3. These radios operate by mixing the input signal with a second signal. This
produces a sum and difference signal. The radio only accepts the difference
signal, which is about 45 MHz. The VCO in the radio, which determines the
operating frequency, normally operates about 45 MHz below the frequency you
want to hear. Due to the mixing process, you can also get it to receive
something if you get the VCO to operate about 45 MHz above the frequency you
want it to hear. The front-end filters prevent the radio from normally hearing
the other signal. To get it to receive 813 MHz, it has to operate at 858 MHz.
To fool it into doing that, you'd need to program it to receive a frequency 45
MHz above that, or 903 MHz. Then the software will tell you it's out of range,
so you're back to step 1.
You might have better luck with an 800 MHz SpectraTAC receiver, as they're
designed and built to receive 806-825 MHz. You just have to find one, order a
channel element on the frequency you want to hear, tune the receiver, and
you're good to go.
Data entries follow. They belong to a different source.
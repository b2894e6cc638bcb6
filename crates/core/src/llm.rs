//! LlmService trait: the abstraction over model backends.
//!
//! A service takes an ordered message list plus tool descriptors and returns
//! text and/or tool calls, either in one response or as a stream of chunks.
//! Concrete provider clients live outside this workspace.

use async_trait::async_trait;
use serde::{Deserialize, Serialize};

use crate::error::LlmError;
use crate::message::Message;
use crate::tool::{ToolCall, ToolSchema};

/// A request to the model.
#[derive(Debug, Clone, Serialize, Deserialize)]
pub struct LlmRequest {
    /// Ordered context, system prompt first
    pub messages: Vec<Message>,

    /// Tools the model may call
    #[serde(default, skip_serializing_if = "Vec::is_empty")]
    pub tools: Vec<ToolSchema>,

    #[serde(default = "default_temperature")]
    pub temperature: f32,

    #[serde(default, skip_serializing_if = "Option::is_none")]
    pub max_tokens: Option<u32>,

    #[serde(default)]
    pub stream: bool,

    /// Free-form metadata middlewares may read or write
    #[serde(default, skip_serializing_if = "serde_json::Map::is_empty")]
    pub metadata: serde_json::Map<String, serde_json::Value>,
}

fn default_temperature() -> f32 {
    0.7
}

/// A complete (non-streaming) model response.
#[derive(Debug, Clone, Default, Serialize, Deserialize)]
pub struct LlmResponse {
    #[serde(default, skip_serializing_if = "Option::is_none")]
    pub content: Option<String>,

    /// Tool calls in the order the model issued them
    #[serde(default, skip_serializing_if = "Vec::is_empty")]
    pub tool_calls: Vec<ToolCall>,

    #[serde(default, skip_serializing_if = "Option::is_none")]
    pub usage: Option<Usage>,

    #[serde(default, skip_serializing_if = "serde_json::Map::is_empty")]
    pub metadata: serde_json::Map<String, serde_json::Value>,
}

impl LlmResponse {
    pub fn text(content: impl Into<String>) -> Self {
        Self {
            content: Some(content.into()),
            ..Default::default()
        }
    }

    pub fn tool_calls(tool_calls: Vec<ToolCall>) -> Self {
        Self {
            tool_calls,
            ..Default::default()
        }
    }

    pub fn has_tool_calls(&self) -> bool {
        !self.tool_calls.is_empty()
    }
}

/// Token usage information.
#[derive(Debug, Clone, Copy, Default, PartialEq, Eq, Serialize, Deserialize)]
pub struct Usage {
    pub prompt_tokens: u32,
    pub completion_tokens: u32,
    pub total_tokens: u32,
}

/// A single chunk in a streaming response.
#[derive(Debug, Clone, Default, Serialize, Deserialize)]
pub struct StreamChunk {
    /// Partial content delta
    #[serde(default)]
    pub content: Option<String>,

    /// Completed tool calls; a repeated id replaces the earlier call
    #[serde(default, skip_serializing_if = "Vec::is_empty")]
    pub tool_calls: Vec<ToolCall>,

    #[serde(default)]
    pub done: bool,

    #[serde(default, skip_serializing_if = "Option::is_none")]
    pub usage: Option<Usage>,
}

/// The model backend consumed by the agent.
#[async_trait]
pub trait LlmService: Send + Sync {
    /// A human-readable name (e.g. "openai", "scripted").
    fn name(&self) -> &str;

    async fn send_request(&self, request: LlmRequest) -> Result<LlmResponse, LlmError>;

    /// Finite, non-restartable stream of partial responses.
    ///
    /// Default implementation calls `send_request()` and wraps the result as a single chunk.
    async fn stream_request(
        &self,
        request: LlmRequest,
    ) -> Result<tokio::sync::mpsc::Receiver<Result<StreamChunk, LlmError>>, LlmError> {
        let response = self.send_request(request).await?;
        let (tx, rx) = tokio::sync::mpsc::channel(1);
        let _ = tx
            .send(Ok(StreamChunk {
                content: response.content,
                tool_calls: response.tool_calls,
                done: true,
                usage: response.usage,
            }))
            .await;
        Ok(rx)
    }
}

/// Fold a chunk stream into one response.
pub async fn collect_stream(
    mut rx: tokio::sync::mpsc::Receiver<Result<StreamChunk, LlmError>>,
) -> Result<LlmResponse, LlmError> {
    let mut content = String::new();
    let mut saw_content = false;
    let mut tool_calls: Vec<ToolCall> = Vec::new();
    let mut usage = None;

    while let Some(chunk) = rx.recv().await {
        let chunk = chunk?;
        if let Some(text) = chunk.content {
            saw_content = true;
            content.push_str(&text);
        }
        for call in chunk.tool_calls {
            match tool_calls.iter_mut().find(|c| c.id == call.id) {
                Some(existing) => *existing = call,
                None => tool_calls.push(call),
            }
        }
        if chunk.usage.is_some() {
            usage = chunk.usage;
        }
        if chunk.done {
            break;
        }
    }

    Ok(LlmResponse {
        content: saw_content.then_some(content),
        tool_calls,
        usage,
        metadata: serde_json::Map::new(),
    })
}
Unfortunately, they're not programmable, and channel
elements cost about $50 to recrystal, so you better be darn sure about the
frequency you want to pick up.
Bob M.
==
--- On Mon, 12/8/08, Mike Dietrich [EMAIL PROTECTED] wrote:
From: Mike Dietrich [EMAIL PROTECTED]
Subject: [Repeater-Builder] Re:800 MHZ RECEIVER
To: Repeater-Builder@yahoogroups.com
Date: Monday, December 8, 2008, 6:55 PM
Hello to the group,
I am trying to make a maxtrac or gtx 800 radio receive down on 813 mhz which it
normally doesn't reveive on.
All of the software says it's out of range and won't accept it.
Any ideas whether it will work and/or how to do it?